= Beginning of Section =
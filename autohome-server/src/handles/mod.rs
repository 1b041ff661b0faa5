mod action_handle;

pub use action_handle::*;
use std::sync::Arc;

use time::OffsetDateTime;

use crate::adapters::OneWireBus;
use crate::adapters::one_wire::parse_raw_sample;
use crate::errors::SensorFault;
use crate::models::{SensorDefinition, TemperatureReading};

pub struct SensorReader {
    sensors: Vec<SensorDefinition>,
    bus: Arc<dyn OneWireBus>,
}

impl SensorReader {
    pub fn new(sensors: Vec<SensorDefinition>, bus: Arc<dyn OneWireBus>) -> Self {
        Self { sensors, bus }
    }

    /// Reads every sensor afresh, in configured order. A failing sensor yields an
    /// absent value and never affects the others.
    pub fn read_all(&self) -> impl Iterator<Item = TemperatureReading> + '_ {
        self.sensors.iter().map(|sensor| {
            let value = match self.read_one(sensor) {
                Ok(value) => Some(value),
                Err(fault @ SensorFault::Implausible { .. }) => {
                    tracing::warn!("Discarding reading for {}: {}", sensor.label, fault);
                    None
                }
                Err(fault) => {
                    tracing::error!("Cannot read temperature for {}: {}", sensor.label, fault);
                    None
                }
            };

            TemperatureReading {
                label: sensor.label.clone(),
                value,
            }
        })
    }

    pub fn read_one(&self, sensor: &SensorDefinition) -> Result<f64, SensorFault> {
        let sample = self.bus.read_raw_sample(&sensor.id)?;
        let raw = parse_raw_sample(&sample)?;
        let value = sensor.convert(raw);

        tracing::debug!("{} ({}): raw {} -> {}", sensor.label, sensor.id, raw, value);

        match sensor.max_plausible {
            Some(limit) if value > limit => Err(SensorFault::Implausible { value, limit }),
            _ => Ok(value),
        }
    }

    /// One `<label>: <value>°C` line per sensor.
    pub fn report(&self) -> String {
        self.read_all()
            .map(|reading| reading.to_string())
            .collect::<Vec<_>>()
            .join("\n")
    }

    /// `YYYY-MM-DD HH:MM:SS,<unix seconds>,<value>,...` with empty cells for absent values.
    pub fn csv_line(&self, now: OffsetDateTime) -> String {
        let timestamp = format!(
            "{:04}-{:02}-{:02} {:02}:{:02}:{:02}",
            now.year(),
            u8::from(now.month()),
            now.day(),
            now.hour(),
            now.minute(),
            now.second()
        );

        let mut cells = vec![timestamp, now.unix_timestamp().to_string()];
        cells.extend(self.read_all().map(|reading| reading.csv_value()));

        cells.join(",")
    }
}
= End of Section =
Search the listing for the word "Implausible". Copy every line in which it occurs.

                Err(fault @ SensorFault::Implausible { .. }) => {
            Some(limit) if value > limit => Err(SensorFault::Implausible { value, limit }),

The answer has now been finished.